Paclitaxel is a microtubule-stabilizing drug used to treat several types of cancer, including ovarian and breast cancer. Because of its antiproliferative effect on vascular smooth muscle cells, balloons and stents are coated with paclitaxel for use in coronary revascularization and prevention of in-stent restenosis (ISR). However, mechanisms underlying ISR are complicated. Platelet activation is one of the major causes of ISR after percutaneous coronary intervention. Although the antiplatelet activity of paclitaxel was noted in rabbit platelets, the effect of paclitaxel on platelets remains unclear. This study investigated whether paclitaxel exhibits antiplatelet activity in human platelets. Paclitaxel inhibited platelet aggregation induced by collagen but not that induced by thrombin, arachidonic acid, or U46619, suggesting that paclitaxel is more sensitive to the inhibition of collagen-induced platelet activation. Moreover, paclitaxel blocked collagen receptor glycoprotein (GP) VI downstream signaling molecules, including Lyn, Fyn, PLCγ2, PKC, Akt, and MAPKs. However, paclitaxel did not directly bind to GPVI and cause GPVI shedding, as detected by surface plasmon resonance and flow cytometry, respectively, indicating that paclitaxel may interfere with GPVI downstream signaling molecules, such as Lyn and Fyn. Paclitaxel also prevented granule release and GPIIbIIIa activation induced by collagen and low convulxin doses. Moreover, paclitaxel attenuated pulmonary thrombosis and delayed platelet thrombus formation in mesenteric microvessels without significantly affecting hemostasis. Paclitaxel exerts antiplatelet and antithrombotic effects.
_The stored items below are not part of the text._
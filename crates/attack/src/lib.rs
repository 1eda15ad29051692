use std::{sync::Arc, time::Duration};

use shared::domain::{AttackPhase, AttemptResult, Mode, ALPHABET_LEN};
use tokio::{
    sync::{broadcast, Mutex},
    task::JoinHandle,
};
use tracing::info;

/// Delay between two brute-force trials.
pub const DEFAULT_TICK_INTERVAL: Duration = Duration::from_millis(500);

const EVENT_CHANNEL_CAPACITY: usize = 64;

/// Produces the candidate plaintext for one key trial.
pub trait CandidateDecoder: Send + Sync {
    fn decode(&self, ciphertext: &str, key: i32) -> String;
}

/// Production decoder: the shift transform run in decrypt mode.
pub struct ShiftDecoder;

impl CandidateDecoder for ShiftDecoder {
    fn decode(&self, ciphertext: &str, key: i32) -> String {
        cipher::transform(ciphertext, key, Mode::Decrypt).output
    }
}

#[derive(Debug, Clone)]
pub enum AttackEvent {
    Attempt { attempt: AttemptResult },
    Completed { total_attempts: usize },
    Reset,
}

/// Point-in-time view of the run, for display.
#[derive(Debug, Clone, PartialEq, Eq)]
pub struct AttackSnapshot {
    pub phase: AttackPhase,
    pub next_key: u8,
    pub results: Vec<AttemptResult>,
}

struct AttackRunState {
    ciphertext: String,
    phase: AttackPhase,
    next_key: u8,
    results: Vec<AttemptResult>,
    // Bumped whenever the run leaves Running; a tick whose generation
    // no longer matches must not apply its result.
    generation: u64,
    tick_task: Option<JoinHandle<()>>,
}

/// One brute-force key search over a fixed ciphertext: tries every key
/// in ascending order, one per tick, and can be paused, resumed and
/// restarted at any point.
pub struct AttackSession {
    decoder: Arc<dyn CandidateDecoder>,
    tick_interval: Duration,
    inner: Mutex<AttackRunState>,
    events: broadcast::Sender<AttackEvent>,
}

impl AttackSession {
    pub fn new(ciphertext: impl Into<String>) -> Arc<Self> {
        Self::new_with_decoder(ciphertext, Arc::new(ShiftDecoder), DEFAULT_TICK_INTERVAL)
    }

    pub fn with_tick_interval(
        ciphertext: impl Into<String>,
        tick_interval: Duration,
    ) -> Arc<Self> {
        Self::new_with_decoder(ciphertext, Arc::new(ShiftDecoder), tick_interval)
    }

    pub fn new_with_decoder(
        ciphertext: impl Into<String>,
        decoder: Arc<dyn CandidateDecoder>,
        tick_interval: Duration,
    ) -> Arc<Self> {
        let (events, _) = broadcast::channel(EVENT_CHANNEL_CAPACITY);
        Arc::new(Self {
            decoder,
            tick_interval,
            inner: Mutex::new(AttackRunState {
                ciphertext: ciphertext.into(),
                phase: AttackPhase::Idle,
                next_key: 0,
                results: Vec::new(),
                generation: 0,
                tick_task: None,
            }),
            events,
        })
    }

    pub fn subscribe_events(&self) -> broadcast::Receiver<AttackEvent> {
        self.events.subscribe()
    }

    /// Starts a fresh run, or resumes a paused one from its current key.
    /// Rejected while already running or after the key space is
    /// exhausted; returns whether the session is now ticking.
    pub async fn start(self: &Arc<Self>) -> bool {
        let mut state = self.inner.lock().await;
        match state.phase {
            AttackPhase::Running | AttackPhase::Complete => return false,
            AttackPhase::Idle | AttackPhase::Paused => {}
        }
        if state.next_key >= ALPHABET_LEN {
            return false;
        }

        state.phase = AttackPhase::Running;
        state.generation += 1;
        let generation = state.generation;
        let session = Arc::clone(self);
        let task = tokio::spawn(async move { session.run_ticks(generation).await });
        if let Some(stale) = state.tick_task.replace(task) {
            stale.abort();
        }
        info!(next_key = state.next_key, "brute-force attack running");
        true
    }

    /// Stops scheduling ticks while keeping progress; a later `start`
    /// resumes from the same key. Returns whether a run was paused.
    pub async fn pause(&self) -> bool {
        let mut state = self.inner.lock().await;
        if state.phase != AttackPhase::Running {
            return false;
        }
        state.phase = AttackPhase::Paused;
        state.generation += 1;
        if let Some(task) = state.tick_task.take() {
            task.abort();
        }
        info!(next_key = state.next_key, "brute-force attack paused");
        true
    }

    /// The single start/pause control a UI binds to one button.
    pub async fn toggle(self: &Arc<Self>) -> bool {
        if self.pause().await {
            return true;
        }
        self.start().await
    }

    /// Discards the run: back to Idle with key 0 and no results.
    pub async fn reset(&self) {
        let mut state = self.inner.lock().await;
        clear_run(&mut state);
        info!("attack state cleared");
        let _ = self.events.send(AttackEvent::Reset);
    }

    /// Replaces the target ciphertext. Any run against the previous
    /// ciphertext is discarded, as with `reset`.
    pub async fn set_ciphertext(&self, ciphertext: impl Into<String>) {
        let mut state = self.inner.lock().await;
        clear_run(&mut state);
        state.ciphertext = ciphertext.into();
        let _ = self.events.send(AttackEvent::Reset);
    }

    pub async fn snapshot(&self) -> AttackSnapshot {
        let state = self.inner.lock().await;
        AttackSnapshot {
            phase: state.phase,
            next_key: state.next_key,
            results: state.results.clone(),
        }
    }

    pub async fn is_running(&self) -> bool {
        self.inner.lock().await.phase == AttackPhase::Running
    }

    async fn run_ticks(self: Arc<Self>, generation: u64) {
        loop {
            tokio::time::sleep(self.tick_interval).await;

            let (attempt, completed) = {
                let mut state = self.inner.lock().await;
                if state.generation != generation || state.phase != AttackPhase::Running {
                    return;
                }

                let key = state.next_key;
                let text = self.decoder.decode(&state.ciphertext, i32::from(key));
                let attempt = AttemptResult { key, text };
                state.results.push(attempt.clone());
                state.next_key += 1;

                let completed = state.next_key == ALPHABET_LEN;
                if completed {
                    state.phase = AttackPhase::Complete;
                    state.tick_task = None;
                }
                (attempt, completed)
            };

            let _ = self.events.send(AttackEvent::Attempt { attempt });
            if completed {
                info!(
                    total_attempts = usize::from(ALPHABET_LEN),
                    "brute-force attack exhausted the key space"
                );
                let _ = self.events.send(AttackEvent::Completed {
                    total_attempts: usize::from(ALPHABET_LEN),
                });
                return;
            }
        }
    }
}

fn clear_run(state: &mut AttackRunState) {
    state.generation += 1;
    if let Some(task) = state.tick_task.take() {
        task.abort();
    }
    state.phase = AttackPhase::Idle;
    state.next_key = 0;
    state.results.clear();
}

#[cfg(test)]
#[path = "tests/lib_tests.rs"]
mod tests;
use serde::{Deserialize, Serialize};

use crate::domain::{AttemptResult, TransformationStep};

/// Commands the presentation layer issues against the cipher session.
#[derive(Debug, Clone, Serialize, Deserialize)]
#[serde(tag = "type", content = "payload", rename_all = "snake_case")]
pub enum DemoCommand {
    Encrypt { plaintext: String, key: i32 },
    ToggleAttack,
    Reset,
}

/// Events delivered back for display, newest last.
#[derive(Debug, Clone, Serialize, Deserialize)]
#[serde(tag = "type", content = "payload", rename_all = "snake_case")]
pub enum DemoEvent {
    CiphertextReady {
        ciphertext: String,
        steps: Vec<TransformationStep>,
    },
    AttemptProduced {
        attempt: AttemptResult,
    },
    AttackCompleted {
        total_attempts: usize,
    },
    SessionReset,
}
Thus, paclitaxel may provide additional benefits beyond its antiproliferative effect when used in drug-coated balloons and drug-eluting stents for coronary revascularization and prevention of ISR. [Display omitted] •Platelet activation is involved in thrombosis and in-stent restenosis.•Paclitaxel-coated balloon and -eluting stent used for coronary revascularization•Paclitaxel exerts antiplatelet and antithrombotic activities.•Paclitaxel's antiplatelet effects also contribute to preventing in-stent restenosis.